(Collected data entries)
● ● ● ● ●
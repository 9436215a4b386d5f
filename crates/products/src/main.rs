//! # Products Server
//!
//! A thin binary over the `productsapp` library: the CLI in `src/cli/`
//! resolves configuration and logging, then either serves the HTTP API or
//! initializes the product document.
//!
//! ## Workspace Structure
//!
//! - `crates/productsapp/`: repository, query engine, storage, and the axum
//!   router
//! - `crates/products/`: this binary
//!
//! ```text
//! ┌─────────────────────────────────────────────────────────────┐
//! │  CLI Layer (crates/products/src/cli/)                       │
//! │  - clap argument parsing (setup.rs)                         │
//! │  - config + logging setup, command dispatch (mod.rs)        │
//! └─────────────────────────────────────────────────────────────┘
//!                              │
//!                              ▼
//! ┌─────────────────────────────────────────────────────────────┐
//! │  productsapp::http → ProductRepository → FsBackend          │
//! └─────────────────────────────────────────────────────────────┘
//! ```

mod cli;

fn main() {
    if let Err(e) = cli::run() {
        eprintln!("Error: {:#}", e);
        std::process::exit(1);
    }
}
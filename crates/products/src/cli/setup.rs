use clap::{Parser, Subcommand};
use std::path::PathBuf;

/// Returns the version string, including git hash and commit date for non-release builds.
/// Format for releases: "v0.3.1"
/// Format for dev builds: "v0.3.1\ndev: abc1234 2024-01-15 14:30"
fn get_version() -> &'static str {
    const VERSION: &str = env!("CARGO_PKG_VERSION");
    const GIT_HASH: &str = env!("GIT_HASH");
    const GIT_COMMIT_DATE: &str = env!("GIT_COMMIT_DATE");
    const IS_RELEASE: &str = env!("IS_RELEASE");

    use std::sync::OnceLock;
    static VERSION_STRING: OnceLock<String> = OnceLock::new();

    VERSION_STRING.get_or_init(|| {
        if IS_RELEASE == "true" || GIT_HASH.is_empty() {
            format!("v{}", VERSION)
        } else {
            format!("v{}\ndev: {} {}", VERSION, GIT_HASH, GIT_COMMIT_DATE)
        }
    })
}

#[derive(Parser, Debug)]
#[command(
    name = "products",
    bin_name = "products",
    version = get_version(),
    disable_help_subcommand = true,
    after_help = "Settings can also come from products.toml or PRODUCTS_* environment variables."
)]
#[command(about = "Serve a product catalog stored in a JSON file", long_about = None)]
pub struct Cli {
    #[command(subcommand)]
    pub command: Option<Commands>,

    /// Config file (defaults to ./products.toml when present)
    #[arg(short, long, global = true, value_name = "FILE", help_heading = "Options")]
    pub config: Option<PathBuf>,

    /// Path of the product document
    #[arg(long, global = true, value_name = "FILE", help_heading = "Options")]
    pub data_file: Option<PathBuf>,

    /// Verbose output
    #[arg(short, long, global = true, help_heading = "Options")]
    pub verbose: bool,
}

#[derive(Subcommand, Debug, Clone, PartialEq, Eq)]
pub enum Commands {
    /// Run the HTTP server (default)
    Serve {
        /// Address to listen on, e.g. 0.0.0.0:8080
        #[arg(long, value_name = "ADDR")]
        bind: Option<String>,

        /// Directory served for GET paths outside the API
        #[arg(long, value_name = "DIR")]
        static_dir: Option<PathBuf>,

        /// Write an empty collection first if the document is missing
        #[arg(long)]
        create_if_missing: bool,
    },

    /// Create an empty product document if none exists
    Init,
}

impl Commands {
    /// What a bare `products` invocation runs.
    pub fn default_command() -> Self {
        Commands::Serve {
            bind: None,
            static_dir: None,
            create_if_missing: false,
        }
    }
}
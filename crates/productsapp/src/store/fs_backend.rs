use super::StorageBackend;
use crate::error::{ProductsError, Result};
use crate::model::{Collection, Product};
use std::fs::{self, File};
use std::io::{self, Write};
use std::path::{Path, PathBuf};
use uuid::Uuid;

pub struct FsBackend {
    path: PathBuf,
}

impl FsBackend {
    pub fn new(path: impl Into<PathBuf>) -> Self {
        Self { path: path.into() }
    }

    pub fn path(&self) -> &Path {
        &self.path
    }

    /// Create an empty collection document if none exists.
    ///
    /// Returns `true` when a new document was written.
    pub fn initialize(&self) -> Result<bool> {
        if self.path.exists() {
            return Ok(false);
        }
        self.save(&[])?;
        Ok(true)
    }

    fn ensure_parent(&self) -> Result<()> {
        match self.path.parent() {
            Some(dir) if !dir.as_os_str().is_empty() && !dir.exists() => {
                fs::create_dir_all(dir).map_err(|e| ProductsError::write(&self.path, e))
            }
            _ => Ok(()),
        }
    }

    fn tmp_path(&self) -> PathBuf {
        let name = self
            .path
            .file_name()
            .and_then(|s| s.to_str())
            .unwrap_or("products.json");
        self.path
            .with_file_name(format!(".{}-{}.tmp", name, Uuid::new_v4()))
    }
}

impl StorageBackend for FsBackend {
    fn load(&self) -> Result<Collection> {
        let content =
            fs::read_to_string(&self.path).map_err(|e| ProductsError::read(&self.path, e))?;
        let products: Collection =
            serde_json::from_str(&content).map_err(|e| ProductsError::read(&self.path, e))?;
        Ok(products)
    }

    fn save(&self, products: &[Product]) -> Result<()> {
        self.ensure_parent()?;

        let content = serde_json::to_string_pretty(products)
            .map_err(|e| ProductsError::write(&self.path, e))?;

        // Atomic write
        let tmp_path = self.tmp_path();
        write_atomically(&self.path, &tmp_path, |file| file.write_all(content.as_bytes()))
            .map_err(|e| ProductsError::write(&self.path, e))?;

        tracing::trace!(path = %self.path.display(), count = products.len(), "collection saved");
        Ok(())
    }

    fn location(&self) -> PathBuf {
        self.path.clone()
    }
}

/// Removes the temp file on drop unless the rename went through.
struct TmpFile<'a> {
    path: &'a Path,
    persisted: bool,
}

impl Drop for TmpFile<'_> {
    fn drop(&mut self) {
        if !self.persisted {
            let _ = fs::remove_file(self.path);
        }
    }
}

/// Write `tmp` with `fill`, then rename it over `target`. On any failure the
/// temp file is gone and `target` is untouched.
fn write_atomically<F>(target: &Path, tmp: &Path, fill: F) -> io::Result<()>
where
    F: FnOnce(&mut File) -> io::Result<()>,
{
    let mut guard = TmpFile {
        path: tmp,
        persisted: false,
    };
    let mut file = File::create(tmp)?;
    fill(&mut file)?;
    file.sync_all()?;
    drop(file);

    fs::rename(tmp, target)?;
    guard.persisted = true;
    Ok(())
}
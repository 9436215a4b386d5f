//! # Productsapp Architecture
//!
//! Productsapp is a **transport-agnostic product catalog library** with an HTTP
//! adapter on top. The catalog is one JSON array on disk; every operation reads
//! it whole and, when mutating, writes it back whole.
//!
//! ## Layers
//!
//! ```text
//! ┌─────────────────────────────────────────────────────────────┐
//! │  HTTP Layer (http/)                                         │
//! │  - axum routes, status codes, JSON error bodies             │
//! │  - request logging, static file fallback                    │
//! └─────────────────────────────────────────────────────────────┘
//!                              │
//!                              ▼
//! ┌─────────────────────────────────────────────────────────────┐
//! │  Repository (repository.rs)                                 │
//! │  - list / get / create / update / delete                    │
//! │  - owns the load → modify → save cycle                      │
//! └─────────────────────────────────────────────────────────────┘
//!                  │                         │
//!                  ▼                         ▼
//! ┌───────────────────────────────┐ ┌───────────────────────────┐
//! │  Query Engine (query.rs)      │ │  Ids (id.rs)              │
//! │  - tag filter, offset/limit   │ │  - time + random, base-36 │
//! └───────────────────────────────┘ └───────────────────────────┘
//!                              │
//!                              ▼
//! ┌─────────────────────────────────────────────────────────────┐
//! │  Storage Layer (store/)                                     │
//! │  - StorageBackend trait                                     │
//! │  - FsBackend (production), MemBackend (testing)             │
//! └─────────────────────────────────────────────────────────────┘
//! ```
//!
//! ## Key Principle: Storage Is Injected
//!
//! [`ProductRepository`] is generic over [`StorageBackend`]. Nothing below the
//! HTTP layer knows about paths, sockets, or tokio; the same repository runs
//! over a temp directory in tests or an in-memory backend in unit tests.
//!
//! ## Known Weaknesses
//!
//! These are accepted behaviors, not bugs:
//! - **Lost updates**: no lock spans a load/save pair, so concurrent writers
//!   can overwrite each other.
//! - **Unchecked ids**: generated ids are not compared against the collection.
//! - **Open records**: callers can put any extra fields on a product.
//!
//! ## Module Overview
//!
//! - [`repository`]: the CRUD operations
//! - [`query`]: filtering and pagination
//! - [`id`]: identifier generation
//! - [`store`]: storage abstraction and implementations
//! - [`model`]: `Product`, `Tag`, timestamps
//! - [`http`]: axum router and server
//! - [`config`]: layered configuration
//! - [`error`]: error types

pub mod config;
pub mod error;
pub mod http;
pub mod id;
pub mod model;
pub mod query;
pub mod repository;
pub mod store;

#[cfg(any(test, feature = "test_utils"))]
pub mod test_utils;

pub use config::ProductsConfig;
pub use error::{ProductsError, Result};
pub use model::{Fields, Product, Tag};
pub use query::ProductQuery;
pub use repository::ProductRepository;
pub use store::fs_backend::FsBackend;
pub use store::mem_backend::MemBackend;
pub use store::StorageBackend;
● ● ● ● ●
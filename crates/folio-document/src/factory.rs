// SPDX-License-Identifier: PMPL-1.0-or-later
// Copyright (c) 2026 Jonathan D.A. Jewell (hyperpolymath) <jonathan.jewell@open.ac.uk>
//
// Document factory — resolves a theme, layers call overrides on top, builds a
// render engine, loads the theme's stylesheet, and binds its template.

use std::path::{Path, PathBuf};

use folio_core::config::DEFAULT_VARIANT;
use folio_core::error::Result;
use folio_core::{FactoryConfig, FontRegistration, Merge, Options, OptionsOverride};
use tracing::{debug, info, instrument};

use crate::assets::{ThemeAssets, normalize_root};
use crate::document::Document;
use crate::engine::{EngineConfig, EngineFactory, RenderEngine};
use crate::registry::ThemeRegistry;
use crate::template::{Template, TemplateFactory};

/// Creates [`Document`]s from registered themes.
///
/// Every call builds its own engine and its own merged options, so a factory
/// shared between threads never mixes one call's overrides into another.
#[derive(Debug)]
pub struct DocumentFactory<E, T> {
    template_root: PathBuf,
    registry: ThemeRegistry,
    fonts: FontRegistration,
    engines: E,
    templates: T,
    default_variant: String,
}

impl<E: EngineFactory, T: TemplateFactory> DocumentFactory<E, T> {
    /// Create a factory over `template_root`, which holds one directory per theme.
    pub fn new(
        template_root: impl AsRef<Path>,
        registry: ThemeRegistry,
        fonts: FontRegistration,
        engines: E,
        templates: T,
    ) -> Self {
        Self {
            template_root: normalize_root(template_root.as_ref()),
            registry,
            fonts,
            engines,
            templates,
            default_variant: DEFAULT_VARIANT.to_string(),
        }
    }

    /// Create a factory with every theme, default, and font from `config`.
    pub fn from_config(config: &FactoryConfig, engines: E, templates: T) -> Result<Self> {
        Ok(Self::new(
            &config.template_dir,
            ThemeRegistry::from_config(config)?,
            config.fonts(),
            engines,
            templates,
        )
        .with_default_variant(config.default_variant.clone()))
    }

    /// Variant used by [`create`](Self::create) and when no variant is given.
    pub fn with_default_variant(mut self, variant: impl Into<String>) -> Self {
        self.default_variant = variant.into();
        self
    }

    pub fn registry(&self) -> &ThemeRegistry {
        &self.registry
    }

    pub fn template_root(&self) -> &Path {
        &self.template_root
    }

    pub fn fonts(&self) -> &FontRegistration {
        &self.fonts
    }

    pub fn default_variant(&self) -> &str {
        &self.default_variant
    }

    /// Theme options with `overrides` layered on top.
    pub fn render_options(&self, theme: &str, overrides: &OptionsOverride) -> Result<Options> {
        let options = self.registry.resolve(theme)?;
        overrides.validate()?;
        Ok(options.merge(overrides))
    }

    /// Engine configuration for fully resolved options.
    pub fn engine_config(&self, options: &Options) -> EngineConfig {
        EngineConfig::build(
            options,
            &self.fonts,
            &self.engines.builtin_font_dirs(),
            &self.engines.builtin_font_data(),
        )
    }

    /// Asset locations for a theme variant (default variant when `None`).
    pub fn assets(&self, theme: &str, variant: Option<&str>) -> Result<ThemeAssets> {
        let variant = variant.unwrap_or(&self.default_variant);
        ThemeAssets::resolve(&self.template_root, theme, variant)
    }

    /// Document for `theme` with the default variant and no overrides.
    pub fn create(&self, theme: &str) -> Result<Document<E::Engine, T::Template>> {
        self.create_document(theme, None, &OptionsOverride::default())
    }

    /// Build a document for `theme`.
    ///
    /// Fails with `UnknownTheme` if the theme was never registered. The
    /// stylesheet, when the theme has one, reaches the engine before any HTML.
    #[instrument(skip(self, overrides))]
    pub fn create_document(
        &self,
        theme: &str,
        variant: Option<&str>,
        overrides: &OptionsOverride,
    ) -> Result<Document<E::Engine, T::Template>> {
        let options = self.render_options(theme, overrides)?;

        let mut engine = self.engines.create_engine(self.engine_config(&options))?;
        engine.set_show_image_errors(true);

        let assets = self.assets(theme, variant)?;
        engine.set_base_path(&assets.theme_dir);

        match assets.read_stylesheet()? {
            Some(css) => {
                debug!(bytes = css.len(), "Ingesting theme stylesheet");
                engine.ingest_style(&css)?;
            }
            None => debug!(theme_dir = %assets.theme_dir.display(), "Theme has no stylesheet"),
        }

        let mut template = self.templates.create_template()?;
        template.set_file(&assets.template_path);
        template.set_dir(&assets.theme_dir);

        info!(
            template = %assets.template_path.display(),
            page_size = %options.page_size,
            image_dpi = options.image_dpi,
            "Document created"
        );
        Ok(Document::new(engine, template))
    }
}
● ● ● ● ●
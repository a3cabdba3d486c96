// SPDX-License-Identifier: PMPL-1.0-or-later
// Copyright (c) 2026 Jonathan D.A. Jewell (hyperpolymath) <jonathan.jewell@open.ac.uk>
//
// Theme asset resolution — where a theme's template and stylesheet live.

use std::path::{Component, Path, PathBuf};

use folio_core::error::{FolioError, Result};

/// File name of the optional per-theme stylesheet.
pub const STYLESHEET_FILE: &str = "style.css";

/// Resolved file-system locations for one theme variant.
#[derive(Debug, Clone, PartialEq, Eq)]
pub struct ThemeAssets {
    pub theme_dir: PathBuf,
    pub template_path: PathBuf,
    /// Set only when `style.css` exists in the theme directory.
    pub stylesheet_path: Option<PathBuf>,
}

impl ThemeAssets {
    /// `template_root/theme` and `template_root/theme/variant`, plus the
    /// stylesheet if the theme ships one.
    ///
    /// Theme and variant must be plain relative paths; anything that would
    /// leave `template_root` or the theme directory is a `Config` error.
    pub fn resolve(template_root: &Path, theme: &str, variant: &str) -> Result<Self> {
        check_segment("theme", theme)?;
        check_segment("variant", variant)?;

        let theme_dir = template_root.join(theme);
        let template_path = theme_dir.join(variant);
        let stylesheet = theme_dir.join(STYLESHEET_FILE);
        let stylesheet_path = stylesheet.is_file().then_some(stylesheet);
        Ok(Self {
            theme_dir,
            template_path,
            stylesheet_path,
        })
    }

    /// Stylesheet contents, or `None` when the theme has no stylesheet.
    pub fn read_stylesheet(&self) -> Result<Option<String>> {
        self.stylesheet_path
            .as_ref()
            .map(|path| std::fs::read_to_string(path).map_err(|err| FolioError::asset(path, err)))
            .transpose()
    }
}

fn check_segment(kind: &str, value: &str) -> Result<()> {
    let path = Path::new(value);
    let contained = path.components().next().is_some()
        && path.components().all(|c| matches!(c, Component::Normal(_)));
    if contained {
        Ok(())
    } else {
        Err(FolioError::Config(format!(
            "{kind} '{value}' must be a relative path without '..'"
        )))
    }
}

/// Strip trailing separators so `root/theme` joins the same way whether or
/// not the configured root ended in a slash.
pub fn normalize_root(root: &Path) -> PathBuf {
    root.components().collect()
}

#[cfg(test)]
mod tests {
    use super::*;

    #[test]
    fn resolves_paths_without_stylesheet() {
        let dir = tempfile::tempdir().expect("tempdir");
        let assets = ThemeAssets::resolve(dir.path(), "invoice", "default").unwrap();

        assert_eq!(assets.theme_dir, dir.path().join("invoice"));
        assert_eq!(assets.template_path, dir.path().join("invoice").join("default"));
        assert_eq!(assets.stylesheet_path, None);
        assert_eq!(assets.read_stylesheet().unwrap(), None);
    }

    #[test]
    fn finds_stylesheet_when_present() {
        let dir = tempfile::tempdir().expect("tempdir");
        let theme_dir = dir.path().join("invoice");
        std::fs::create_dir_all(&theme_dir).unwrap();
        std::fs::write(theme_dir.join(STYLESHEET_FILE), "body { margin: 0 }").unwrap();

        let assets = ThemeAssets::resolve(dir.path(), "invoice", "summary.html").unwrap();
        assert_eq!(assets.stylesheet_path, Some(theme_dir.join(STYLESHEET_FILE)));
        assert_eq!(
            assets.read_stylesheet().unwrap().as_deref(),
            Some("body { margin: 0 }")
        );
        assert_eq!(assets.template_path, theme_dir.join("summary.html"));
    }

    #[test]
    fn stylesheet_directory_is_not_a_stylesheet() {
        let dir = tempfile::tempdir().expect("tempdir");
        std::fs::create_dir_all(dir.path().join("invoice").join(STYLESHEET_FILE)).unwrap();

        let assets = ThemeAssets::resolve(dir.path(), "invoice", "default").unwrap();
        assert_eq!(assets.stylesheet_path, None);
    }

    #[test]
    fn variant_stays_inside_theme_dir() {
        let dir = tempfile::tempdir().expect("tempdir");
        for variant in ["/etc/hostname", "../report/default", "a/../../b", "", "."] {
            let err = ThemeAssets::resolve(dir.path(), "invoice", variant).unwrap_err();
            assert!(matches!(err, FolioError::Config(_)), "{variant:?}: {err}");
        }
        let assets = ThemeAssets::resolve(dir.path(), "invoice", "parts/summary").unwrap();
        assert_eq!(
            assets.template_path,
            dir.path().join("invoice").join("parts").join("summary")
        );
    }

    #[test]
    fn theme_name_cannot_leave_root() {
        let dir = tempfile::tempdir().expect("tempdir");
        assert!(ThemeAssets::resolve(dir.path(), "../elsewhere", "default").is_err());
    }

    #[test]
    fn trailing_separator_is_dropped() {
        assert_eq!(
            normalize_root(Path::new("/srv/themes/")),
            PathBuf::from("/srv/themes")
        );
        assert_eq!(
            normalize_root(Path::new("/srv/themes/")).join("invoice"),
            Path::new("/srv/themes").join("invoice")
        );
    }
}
● ● ● ● ●
Try it
Filter the entries down to the lines that hold "DocumentFactory". Copy those lines.

Answer below
pub struct DocumentFactory<E, T> {
impl<E: EngineFactory, T: TemplateFactory> DocumentFactory<E, T> {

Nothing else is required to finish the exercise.